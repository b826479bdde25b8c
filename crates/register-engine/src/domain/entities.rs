//! # Register Entities
//!
//! - `RegisterEntry` - one numbered ledger record per executed deed (repertorium)
//! - `IndexEntry` - one name-index row per appearer (klapper)
//! - `NewRegisterEntry` - creation input
//! - `AdministrativePatch` - the only post-creation correction
//!
//! Index rows duplicate `nature_of_deed`, `executed_at` and `yearly_seq` from
//! their parent for join-free name lookup. They are derived and can always be
//! recomputed from the register entry, which stays authoritative.

use crate::domain::value_objects::{ActorId, DocumentId, EntryId, IndexEntryId, NumberingPool};
use chrono::{DateTime, Datelike, NaiveDate, Utc};
use serde::{Deserialize, Serialize};

/// The permanent, numbered ledger record of an executed deed.
///
/// `(year, pool, yearly_seq)` is the legal identity. No operation of the
/// engine ever rewrites `yearly_seq`, `monthly_seq` or `executed_at`.
#[derive(Debug, Clone, PartialEq, Eq, Serialize, Deserialize)]
pub struct RegisterEntry {
    /// Opaque id generated at creation.
    pub id: EntryId,
    /// Year-scoped register number (nomor urut).
    pub yearly_seq: u64,
    /// Month-scoped register number (nomor bulanan).
    pub monthly_seq: u64,
    /// Counter pool both numbers were drawn from.
    pub pool: NumberingPool,
    /// Execution date of the deed; determines the numbering scope.
    pub executed_at: NaiveDate,
    /// Classification of the deed (sifat akta).
    pub nature_of_deed: String,
    /// Appearers, in submission order.
    pub appearer_names: Vec<String>,
    /// Administrative notes.
    pub notes: Option<String>,
    /// Land-registry (PPAT) deed flag.
    pub is_land_registry_act: bool,
    /// Link to a document record owned elsewhere; not validated.
    pub linked_document_id: Option<DocumentId>,
    /// Acting user at creation.
    pub created_by_actor_id: ActorId,
    /// Server-assigned creation time.
    pub created_at: DateTime<Utc>,
    /// Time of the last administrative amendment.
    pub amended_at: Option<DateTime<Utc>>,
    /// Acting user of the last administrative amendment.
    pub amended_by_actor_id: Option<ActorId>,
}

impl RegisterEntry {
    /// Year of the numbering scope.
    pub fn year(&self) -> i32 {
        self.executed_at.year()
    }

    /// Month of the numbering scope (1-12).
    pub fn month(&self) -> u32 {
        self.executed_at.month()
    }

    /// `(year, pool, yearly_seq)`.
    pub fn legal_identity(&self) -> (i32, NumberingPool, u64) {
        (self.year(), self.pool, self.yearly_seq)
    }
}

/// Name-index row derived from a register entry.
#[derive(Debug, Clone, PartialEq, Eq, Serialize, Deserialize)]
pub struct IndexEntry {
    /// `(entry id, position)`.
    pub id: IndexEntryId,
    /// Owning register entry.
    pub register_entry_id: EntryId,
    /// Trimmed appearer name.
    pub appearer_name: String,
    /// Upper-cased first letter of the name, `#` when there is none.
    pub first_letter: char,
    /// Copied from the parent.
    pub nature_of_deed: String,
    /// Copied from the parent.
    pub executed_at: NaiveDate,
    /// Copied from the parent.
    pub yearly_seq: u64,
    /// Copied from the parent.
    pub pool: NumberingPool,
}

impl IndexEntry {
    /// Year of the parent's numbering scope.
    pub fn year(&self) -> i32 {
        self.executed_at.year()
    }

    /// Month of the parent's numbering scope.
    pub fn month(&self) -> u32 {
        self.executed_at.month()
    }
}

/// Input of `create_entry`.
#[derive(Debug, Clone, Default, PartialEq, Eq)]
pub struct NewRegisterEntry {
    /// Execution date (required).
    pub executed_at: Option<NaiveDate>,
    /// Classification (required, non-empty).
    pub nature_of_deed: String,
    /// At least one non-empty name.
    pub appearer_names: Vec<String>,
    /// Optional notes.
    pub notes: Option<String>,
    /// PPAT flag, default `false`.
    pub is_land_registry_act: bool,
    /// Optional document link.
    pub linked_document_id: Option<DocumentId>,
    /// Acting user (required).
    pub created_by_actor_id: Option<ActorId>,
}

impl NewRegisterEntry {
    /// Input carrying every required field.
    pub fn new<I, S>(
        executed_at: NaiveDate,
        nature_of_deed: impl Into<String>,
        appearer_names: I,
        created_by: ActorId,
    ) -> Self
    where
        I: IntoIterator<Item = S>,
        S: Into<String>,
    {
        Self {
            executed_at: Some(executed_at),
            nature_of_deed: nature_of_deed.into(),
            appearer_names: appearer_names.into_iter().map(Into::into).collect(),
            created_by_actor_id: Some(created_by),
            ..Default::default()
        }
    }

    /// Attach notes.
    pub fn with_notes(mut self, notes: impl Into<String>) -> Self {
        self.notes = Some(notes.into());
        self
    }

    /// Mark as a land-registry (PPAT) deed.
    pub fn land_registry_act(mut self) -> Self {
        self.is_land_registry_act = true;
        self
    }

    /// Link to an external document record.
    pub fn with_linked_document(mut self, document: DocumentId) -> Self {
        self.linked_document_id = Some(document);
        self
    }
}

/// Correction of administrative fields.
///
/// The outer `Option` means "leave unchanged"; `Some(None)` clears the field.
#[derive(Debug, Clone, Default, PartialEq, Eq)]
pub struct AdministrativePatch {
    /// New notes.
    pub notes: Option<Option<String>>,
    /// New document link.
    pub linked_document_id: Option<Option<DocumentId>>,
}

impl AdministrativePatch {
    /// Replace the notes.
    pub fn set_notes(mut self, notes: impl Into<String>) -> Self {
        self.notes = Some(Some(notes.into()));
        self
    }

    /// Remove the notes.
    pub fn clear_notes(mut self) -> Self {
        self.notes = Some(None);
        self
    }

    /// Replace the document link.
    pub fn link_document(mut self, document: DocumentId) -> Self {
        self.linked_document_id = Some(Some(document));
        self
    }

    /// Remove the document link.
    pub fn unlink_document(mut self) -> Self {
        self.linked_document_id = Some(None);
        self
    }

    /// Whether the patch changes nothing.
    pub fn is_empty(&self) -> bool {
        self.notes.is_none() && self.linked_document_id.is_none()
    }

    /// Apply to an entry. Numbering fields are not reachable from here.
    pub fn apply(&self, entry: &mut RegisterEntry, actor: ActorId, now: DateTime<Utc>) {
        if let Some(notes) = &self.notes {
            entry.notes = notes.clone();
        }
        if let Some(document) = &self.linked_document_id {
            entry.linked_document_id = document.clone();
        }
        entry.amended_at = Some(now);
        entry.amended_by_actor_id = Some(actor);
    }
}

§ **Problem to solve**
Transcribe each line of the material without any alteration.

§ **Output for this task**
repository b826479bdde25b8c
filename crates/register-engine/src/domain/entities.rs
//! # Register Entities
//!
//! - `RegisterEntry` - one numbered ledger record per executed deed (repertorium)
//! - `IndexEntry` - one name-index row per appearer (klapper)
//! - `NewRegisterEntry` - creation input
//! - `AdministrativePatch` - the only post-creation correction
//!
//! Index rows duplicate `nature_of_deed`, `executed_at` and `yearly_seq` from
//! their parent for join-free name lookup. They are derived and can always be
//! recomputed from the register entry, which stays authoritative.

use crate::domain::value_objects::{ActorId, DocumentId, EntryId, IndexEntryId, NumberingPool};
use chrono::{DateTime, Datelike, NaiveDate, Utc};
use serde::{Deserialize, Serialize};

/// The permanent, numbered ledger record of an executed deed.
///
/// `(year, pool, yearly_seq)` is the legal identity. No operation of the
/// engine ever rewrites `yearly_seq`, `monthly_seq` or `executed_at`.
#[derive(Debug, Clone, PartialEq, Eq, Serialize, Deserialize)]
pub struct RegisterEntry {
    /// Opaque id generated at creation.
    pub id: EntryId,
    /// Year-scoped register number (nomor urut).
    pub yearly_seq: u64,
    /// Month-scoped register number (nomor bulanan).
    pub monthly_seq: u64,
    /// Counter pool both numbers were drawn from.
    pub pool: NumberingPool,
    /// Execution date of the deed; determines the numbering scope.
    pub executed_at: NaiveDate,
    /// Classification of the deed (sifat akta).
    pub nature_of_deed: String,
    /// Appearers, in submission order.
    pub appearer_names: Vec<String>,
    /// Administrative notes.
    pub notes: Option<String>,
    /// Land-registry (PPAT) deed flag.
    pub is_land_registry_act: bool,
    /// Link to a document record owned elsewhere; not validated.
    pub linked_document_id: Option<DocumentId>,
    /// Acting user at creation.
    pub created_by_actor_id: ActorId,
    /// Server-assigned creation time.
    pub created_at: DateTime<Utc>,
    /// Time of the last administrative amendment.
    pub amended_at: Option<DateTime<Utc>>,
    /// Acting user of the last administrative amendment.
    pub amended_by_actor_id: Option<ActorId>,
}

impl RegisterEntry {
    /// Year of the numbering scope.
    pub fn year(&self) -> i32 {
        self.executed_at.year()
    }

    /// Month of the numbering scope (1-12).
    pub fn month(&self) -> u32 {
        self.executed_at.month()
    }

    /// `(year, pool, yearly_seq)`.
    pub fn legal_identity(&self) -> (i32, NumberingPool, u64) {
        (self.year(), self.pool, self.yearly_seq)
    }
}

/// Name-index row derived from a register entry.
#[derive(Debug, Clone, PartialEq, Eq, Serialize, Deserialize)]
pub struct IndexEntry {
    /// `(entry id, position)`.
    pub id: IndexEntryId,
    /// Owning register entry.
    pub register_entry_id: EntryId,
    /// Trimmed appearer name.
    pub appearer_name: String,
    /// Upper-cased first letter of the name, `#` when there is none.
    pub first_letter: char,
    /// Copied from the parent.
    pub nature_of_deed: String,
    /// Copied from the parent.
    pub executed_at: NaiveDate,
    /// Copied from the parent.
    pub yearly_seq: u64,
    /// Copied from the parent.
    pub pool: NumberingPool,
}

impl IndexEntry {
    /// Year of the parent's numbering scope.
    pub fn year(&self) -> i32 {
        self.executed_at.year()
    }

    /// Month of the parent's numbering scope.
    pub fn month(&self) -> u32 {
        self.executed_at.month()
    }
}

/// Input of `create_entry`.
#[derive(Debug, Clone, Default, PartialEq, Eq)]
pub struct NewRegisterEntry {
    /// Execution date (required).
    pub executed_at: Option<NaiveDate>,
    /// Classification (required, non-empty).
    pub nature_of_deed: String,
    /// At least one non-empty name.
    pub appearer_names: Vec<String>,
    /// Optional notes.
    pub notes: Option<String>,
    /// PPAT flag, default `false`.
    pub is_land_registry_act: bool,
    /// Optional document link.
    pub linked_document_id: Option<DocumentId>,
    /// Acting user (required).
    pub created_by_actor_id: Option<ActorId>,
}

impl NewRegisterEntry {
    /// Input carrying every required field.
    pub fn new<I, S>(
        executed_at: NaiveDate,
        nature_of_deed: impl Into<String>,
        appearer_names: I,
        created_by: ActorId,
    ) -> Self
    where
        I: IntoIterator<Item = S>,
        S: Into<String>,
    {
        Self {
            executed_at: Some(executed_at),
            nature_of_deed: nature_of_deed.into(),
            appearer_names: appearer_names.into_iter().map(Into::into).collect(),
            created_by_actor_id: Some(created_by),
            ..Default::default()
        }
    }

    /// Attach notes.
    pub fn with_notes(mut self, notes: impl Into<String>) -> Self {
        self.notes = Some(notes.into());
        self
    }

    /// Mark as a land-registry (PPAT) deed.
    pub fn land_registry_act(mut self) -> Self {
        self.is_land_registry_act = true;
        self
    }

    /// Link to an external document record.
    pub fn with_linked_document(mut self, document: DocumentId) -> Self {
        self.linked_document_id = Some(document);
        self
    }
}

/// Correction of administrative fields.
///
/// The outer `Option` means "leave unchanged"; `Some(None)` clears the field.
#[derive(Debug, Clone, Default, PartialEq, Eq)]
pub struct AdministrativePatch {
    /// New notes.
    pub notes: Option<Option<String>>,
    /// New document link.
    pub linked_document_id: Option<Option<DocumentId>>,
}

impl AdministrativePatch {
    /// Replace the notes.
    pub fn set_notes(mut self, notes: impl Into<String>) -> Self {
        self.notes = Some(Some(notes.into()));
        self
    }

    /// Remove the notes.
    pub fn clear_notes(mut self) -> Self {
        self.notes = Some(None);
        self
    }

    /// Replace the document link.
    pub fn link_document(mut self, document: DocumentId) -> Self {
        self.linked_document_id = Some(Some(document));
        self
    }

    /// Remove the document link.
    pub fn unlink_document(mut self) -> Self {
        self.linked_document_id = Some(None);
        self
    }

    /// Whether the patch changes nothing.
    pub fn is_empty(&self) -> bool {
        self.notes.is_none() && self.linked_document_id.is_none()
    }

    /// Apply to an entry. Numbering fields are not reachable from here.
    pub fn apply(&self, entry: &mut RegisterEntry, actor: ActorId, now: DateTime<Utc>) {
        if let Some(notes) = &self.notes {
            entry.notes = notes.clone();
        }
        if let Some(document) = &self.linked_document_id {
            entry.linked_document_id = document.clone();
        }
        entry.amended_at = Some(now);
        entry.amended_by_actor_id = Some(actor);
    }
}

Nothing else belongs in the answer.